● MATERIAL FOR THIS EXERCISE
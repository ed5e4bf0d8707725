use std::path::{Path, PathBuf};
use std::time::Duration;

use anyhow::{Context, Result};
use serde::Deserialize;
use tally_augment::{DEFAULT_BASE_URL, DEFAULT_MODEL};

/// API key value that means "not configured".
pub const PLACEHOLDER_KEY: &str = "placeholder-key";

#[derive(Debug, Clone, Default, PartialEq, Eq, Deserialize)]
#[serde(default)]
pub struct AppConfig {
    /// Taxonomy dataset; the bundled one when unset.
    pub taxonomy_path: Option<PathBuf>,
    pub augmentation: AugmentationConfig,
}

#[derive(Debug, Clone, PartialEq, Eq, Deserialize)]
#[serde(default)]
pub struct AugmentationConfig {
    pub base_url: String,
    pub model: String,
    pub api_key: Option<String>,
    pub timeout_ms: u64,
}

impl Default for AugmentationConfig {
    fn default() -> Self {
        Self {
            base_url: DEFAULT_BASE_URL.to_string(),
            model: DEFAULT_MODEL.to_string(),
            api_key: None,
            timeout_ms: 8000,
        }
    }
}

impl AugmentationConfig {
    pub fn timeout(&self) -> Duration {
        Duration::from_millis(self.timeout_ms)
    }

    /// The key to send, if one is configured.
    pub fn active_key(&self) -> Option<&str> {
        self.api_key
            .as_deref()
            .map(str::trim)
            .filter(|k| !k.is_empty() && *k != PLACEHOLDER_KEY)
    }
}

impl AppConfig {
    pub fn from_toml(content: &str) -> Result<Self> {
        toml::from_str(content).context("invalid config file")
    }

    /// Explicit path must exist; the default location is optional.
    pub fn load(explicit: Option<&Path>) -> Result<Self> {
        let config = match explicit {
            Some(path) => Self::from_file(path)?,
            None => match default_config_path() {
                Some(path) if path.exists() => Self::from_file(&path)?,
                _ => Self::default(),
            },
        };
        config.with_env_overrides(|name| std::env::var(name).ok())
    }

    fn from_file(path: &Path) -> Result<Self> {
        let content = std::fs::read_to_string(path)
            .with_context(|| format!("reading config {}", path.display()))?;
        Self::from_toml(&content).with_context(|| format!("in {}", path.display()))
    }

    /// Apply `TALLY_*` overrides read through `lookup`.
    pub fn with_env_overrides(mut self, lookup: impl Fn(&str) -> Option<String>) -> Result<Self> {
        if let Some(path) = lookup("TALLY_TAXONOMY") {
            self.taxonomy_path = Some(PathBuf::from(path));
        }
        if let Some(url) = lookup("TALLY_COMPLETION_URL") {
            self.augmentation.base_url = url;
        }
        if let Some(model) = lookup("TALLY_COMPLETION_MODEL") {
            self.augmentation.model = model;
        }
        if let Some(key) = lookup("TALLY_COMPLETION_API_KEY") {
            self.augmentation.api_key = Some(key);
        }
        if let Some(ms) = lookup("TALLY_COMPLETION_TIMEOUT_MS") {
            self.augmentation.timeout_ms = ms
                .trim()
                .parse()
                .with_context(|| format!("TALLY_COMPLETION_TIMEOUT_MS is not a number: {ms}"))?;
        }
        Ok(self)
    }

    pub fn augmentation_enabled(&self) -> bool {
        self.augmentation.active_key().is_some()
    }
}

pub fn default_config_path() -> Option<PathBuf> {
    directories::ProjectDirs::from("com", "tally", "tally")
        .map(|dirs| dirs.config_dir().join("config.toml"))
}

● WHAT YOU NEED TO DO
The answer should be one number, the count of lines in the data that include the string "struct".

● ANSWER SECTION
2